## Required action
The entries must be restated exactly as written.

## Collected data entries

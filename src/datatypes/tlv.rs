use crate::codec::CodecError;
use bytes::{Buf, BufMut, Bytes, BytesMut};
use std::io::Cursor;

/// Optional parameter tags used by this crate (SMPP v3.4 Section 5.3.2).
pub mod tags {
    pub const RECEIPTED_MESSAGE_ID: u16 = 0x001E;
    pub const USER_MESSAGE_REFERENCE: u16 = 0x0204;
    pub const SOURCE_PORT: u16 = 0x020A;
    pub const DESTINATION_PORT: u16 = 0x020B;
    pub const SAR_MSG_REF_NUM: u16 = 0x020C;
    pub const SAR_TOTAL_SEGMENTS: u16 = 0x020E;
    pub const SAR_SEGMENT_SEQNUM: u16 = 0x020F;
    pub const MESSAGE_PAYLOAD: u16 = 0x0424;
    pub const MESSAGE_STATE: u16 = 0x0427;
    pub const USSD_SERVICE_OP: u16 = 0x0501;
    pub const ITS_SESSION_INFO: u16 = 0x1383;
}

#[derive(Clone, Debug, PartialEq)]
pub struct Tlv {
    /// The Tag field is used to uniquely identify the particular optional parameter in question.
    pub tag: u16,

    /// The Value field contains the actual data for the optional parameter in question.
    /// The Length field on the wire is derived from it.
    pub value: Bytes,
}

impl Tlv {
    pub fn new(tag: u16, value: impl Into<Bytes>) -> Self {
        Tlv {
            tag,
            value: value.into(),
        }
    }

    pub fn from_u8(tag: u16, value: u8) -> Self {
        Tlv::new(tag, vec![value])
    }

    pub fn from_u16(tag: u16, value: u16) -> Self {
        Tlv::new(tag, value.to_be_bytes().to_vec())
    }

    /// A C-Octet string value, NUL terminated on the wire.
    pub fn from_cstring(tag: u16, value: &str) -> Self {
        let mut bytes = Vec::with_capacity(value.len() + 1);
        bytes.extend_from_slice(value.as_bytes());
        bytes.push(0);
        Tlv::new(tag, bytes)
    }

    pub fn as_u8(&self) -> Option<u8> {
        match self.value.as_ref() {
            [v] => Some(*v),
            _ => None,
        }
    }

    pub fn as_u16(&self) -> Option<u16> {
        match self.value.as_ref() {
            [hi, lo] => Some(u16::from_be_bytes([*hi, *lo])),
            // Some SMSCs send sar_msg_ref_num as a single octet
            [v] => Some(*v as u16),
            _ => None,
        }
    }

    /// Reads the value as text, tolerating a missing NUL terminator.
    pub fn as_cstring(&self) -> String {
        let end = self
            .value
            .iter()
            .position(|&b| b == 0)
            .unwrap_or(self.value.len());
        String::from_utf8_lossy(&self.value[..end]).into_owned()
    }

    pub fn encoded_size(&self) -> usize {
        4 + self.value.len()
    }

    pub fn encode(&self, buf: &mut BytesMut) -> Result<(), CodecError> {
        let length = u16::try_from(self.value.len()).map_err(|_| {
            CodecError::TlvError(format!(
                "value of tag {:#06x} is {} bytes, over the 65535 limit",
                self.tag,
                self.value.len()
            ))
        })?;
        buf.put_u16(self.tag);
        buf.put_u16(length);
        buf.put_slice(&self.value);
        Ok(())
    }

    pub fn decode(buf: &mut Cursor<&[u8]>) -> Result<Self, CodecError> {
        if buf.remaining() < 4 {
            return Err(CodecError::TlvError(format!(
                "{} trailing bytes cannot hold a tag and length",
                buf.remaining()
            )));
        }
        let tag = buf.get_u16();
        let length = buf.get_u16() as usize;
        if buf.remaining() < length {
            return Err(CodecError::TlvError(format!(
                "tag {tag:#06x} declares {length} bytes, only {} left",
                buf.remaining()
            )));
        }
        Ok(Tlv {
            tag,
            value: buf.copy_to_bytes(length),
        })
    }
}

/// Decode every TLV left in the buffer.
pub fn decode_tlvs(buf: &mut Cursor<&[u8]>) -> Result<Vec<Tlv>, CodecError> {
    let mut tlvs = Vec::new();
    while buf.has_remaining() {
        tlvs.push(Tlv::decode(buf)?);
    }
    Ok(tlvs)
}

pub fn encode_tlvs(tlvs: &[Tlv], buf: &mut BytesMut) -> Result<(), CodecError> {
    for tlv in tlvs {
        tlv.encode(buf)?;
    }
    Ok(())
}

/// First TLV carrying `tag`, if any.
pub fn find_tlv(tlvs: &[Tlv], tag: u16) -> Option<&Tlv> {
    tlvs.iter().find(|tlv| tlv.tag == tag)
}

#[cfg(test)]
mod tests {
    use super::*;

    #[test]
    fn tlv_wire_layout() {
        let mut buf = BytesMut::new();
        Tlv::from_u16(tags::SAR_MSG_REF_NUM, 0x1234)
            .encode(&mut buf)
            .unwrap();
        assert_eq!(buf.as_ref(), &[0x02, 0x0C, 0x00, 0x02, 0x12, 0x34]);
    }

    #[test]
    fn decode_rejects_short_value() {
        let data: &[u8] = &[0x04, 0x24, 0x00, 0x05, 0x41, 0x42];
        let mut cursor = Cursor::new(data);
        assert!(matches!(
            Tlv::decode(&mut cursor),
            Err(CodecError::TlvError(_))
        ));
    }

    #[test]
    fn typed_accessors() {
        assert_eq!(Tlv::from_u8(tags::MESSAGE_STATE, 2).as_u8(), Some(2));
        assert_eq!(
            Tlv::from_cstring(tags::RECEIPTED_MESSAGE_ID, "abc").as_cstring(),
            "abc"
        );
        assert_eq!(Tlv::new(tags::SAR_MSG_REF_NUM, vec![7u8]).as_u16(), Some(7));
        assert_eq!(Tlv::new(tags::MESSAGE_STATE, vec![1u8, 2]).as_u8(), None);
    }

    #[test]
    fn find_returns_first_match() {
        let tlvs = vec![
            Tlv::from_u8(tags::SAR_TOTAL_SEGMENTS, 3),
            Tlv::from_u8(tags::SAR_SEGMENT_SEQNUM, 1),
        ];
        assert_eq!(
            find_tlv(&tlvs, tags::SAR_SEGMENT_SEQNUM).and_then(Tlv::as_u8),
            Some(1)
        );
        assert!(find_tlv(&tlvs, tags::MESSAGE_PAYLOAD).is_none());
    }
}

## Answer section
filename src/datatypes/tlv.rs
use crate::codec::CodecError;
use bytes::{Buf, BufMut, Bytes, BytesMut};
use std::io::Cursor;

/// Optional parameter tags used by this crate (SMPP v3.4 Section 5.3.2).
pub mod tags {
    pub const RECEIPTED_MESSAGE_ID: u16 = 0x001E;
    pub const USER_MESSAGE_REFERENCE: u16 = 0x0204;
    pub const SOURCE_PORT: u16 = 0x020A;
    pub const DESTINATION_PORT: u16 = 0x020B;
    pub const SAR_MSG_REF_NUM: u16 = 0x020C;
    pub const SAR_TOTAL_SEGMENTS: u16 = 0x020E;
    pub const SAR_SEGMENT_SEQNUM: u16 = 0x020F;
    pub const MESSAGE_PAYLOAD: u16 = 0x0424;
    pub const MESSAGE_STATE: u16 = 0x0427;
    pub const USSD_SERVICE_OP: u16 = 0x0501;
    pub const ITS_SESSION_INFO: u16 = 0x1383;
}

#[derive(Clone, Debug, PartialEq)]
pub struct Tlv {
    /// The Tag field is used to uniquely identify the particular optional parameter in question.
    pub tag: u16,

    /// The Value field contains the actual data for the optional parameter in question.
    /// The Length field on the wire is derived from it.
    pub value: Bytes,
}

impl Tlv {
    pub fn new(tag: u16, value: impl Into<Bytes>) -> Self {
        Tlv {
            tag,
            value: value.into(),
        }
    }

    pub fn from_u8(tag: u16, value: u8) -> Self {
        Tlv::new(tag, vec![value])
    }

    pub fn from_u16(tag: u16, value: u16) -> Self {
        Tlv::new(tag, value.to_be_bytes().to_vec())
    }

    /// A C-Octet string value, NUL terminated on the wire.
    pub fn from_cstring(tag: u16, value: &str) -> Self {
        let mut bytes = Vec::with_capacity(value.len() + 1);
        bytes.extend_from_slice(value.as_bytes());
        bytes.push(0);
        Tlv::new(tag, bytes)
    }

    pub fn as_u8(&self) -> Option<u8> {
        match self.value.as_ref() {
            [v] => Some(*v),
            _ => None,
        }
    }

    pub fn as_u16(&self) -> Option<u16> {
        match self.value.as_ref() {
            [hi, lo] => Some(u16::from_be_bytes([*hi, *lo])),
            // Some SMSCs send sar_msg_ref_num as a single octet
            [v] => Some(*v as u16),
            _ => None,
        }
    }

    /// Reads the value as text, tolerating a missing NUL terminator.
    pub fn as_cstring(&self) -> String {
        let end = self
            .value
            .iter()
            .position(|&b| b == 0)
            .unwrap_or(self.value.len());
        String::from_utf8_lossy(&self.value[..end]).into_owned()
    }

    pub fn encoded_size(&self) -> usize {
        4 + self.value.len()
    }

    pub fn encode(&self, buf: &mut BytesMut) -> Result<(), CodecError> {
        let length = u16::try_from(self.value.len()).map_err(|_| {
            CodecError::TlvError(format!(
                "value of tag {:#06x} is {} bytes, over the 65535 limit",
                self.tag,
                self.value.len()
            ))
        })?;
        buf.put_u16(self.tag);
        buf.put_u16(length);
        buf.put_slice(&self.value);
        Ok(())
    }

    pub fn decode(buf: &mut Cursor<&[u8]>) -> Result<Self, CodecError> {
        if buf.remaining() < 4 {
            return Err(CodecError::TlvError(format!(
                "{} trailing bytes cannot hold a tag and length",
                buf.remaining()
            )));
        }
        let tag = buf.get_u16();
        let length = buf.get_u16() as usize;
        if buf.remaining() < length {
            return Err(CodecError::TlvError(format!(
                "tag {tag:#06x} declares {length} bytes, only {} left",
                buf.remaining()
            )));
        }
        Ok(Tlv {
            tag,
            value: buf.copy_to_bytes(length),
        })
    }
}

/// Decode every TLV left in the buffer.
pub fn decode_tlvs(buf: &mut Cursor<&[u8]>) -> Result<Vec<Tlv>, CodecError> {
    let mut tlvs = Vec::new();
    while buf.has_remaining() {
        tlvs.push(Tlv::decode(buf)?);
    }
    Ok(tlvs)
}

pub fn encode_tlvs(tlvs: &[Tlv], buf: &mut BytesMut) -> Result<(), CodecError> {
    for tlv in tlvs {
        tlv.encode(buf)?;
    }
    Ok(())
}

/// First TLV carrying `tag`, if any.
pub fn find_tlv(tlvs: &[Tlv], tag: u16) -> Option<&Tlv> {
    tlvs.iter().find(|tlv| tlv.tag == tag)
}

#[cfg(test)]
mod tests {
    use super::*;

    #[test]
    fn tlv_wire_layout() {
        let mut buf = BytesMut::new();
        Tlv::from_u16(tags::SAR_MSG_REF_NUM, 0x1234)
            .encode(&mut buf)
            .unwrap();
        assert_eq!(buf.as_ref(), &[0x02, 0x0C, 0x00, 0x02, 0x12, 0x34]);
    }

    #[test]
    fn decode_rejects_short_value() {
        let data: &[u8] = &[0x04, 0x24, 0x00, 0x05, 0x41, 0x42];
        let mut cursor = Cursor::new(data);
        assert!(matches!(
            Tlv::decode(&mut cursor),
            Err(CodecError::TlvError(_))
        ));
    }

    #[test]
    fn typed_accessors() {
        assert_eq!(Tlv::from_u8(tags::MESSAGE_STATE, 2).as_u8(), Some(2));
        assert_eq!(
            Tlv::from_cstring(tags::RECEIPTED_MESSAGE_ID, "abc").as_cstring(),
            "abc"
        );
        assert_eq!(Tlv::new(tags::SAR_MSG_REF_NUM, vec![7u8]).as_u16(), Some(7));
        assert_eq!(Tlv::new(tags::MESSAGE_STATE, vec![1u8, 2]).as_u8(), None);
    }

    #[test]
    fn find_returns_first_match() {
        let tlvs = vec![
            Tlv::from_u8(tags::SAR_TOTAL_SEGMENTS, 3),
            Tlv::from_u8(tags::SAR_SEGMENT_SEQNUM, 1),
        ];
        assert_eq!(
            find_tlv(&tlvs, tags::SAR_SEGMENT_SEQNUM).and_then(Tlv::as_u8),
            Some(1)
        );
        assert!(find_tlv(&tlvs, tags::MESSAGE_PAYLOAD).is_none());
    }
}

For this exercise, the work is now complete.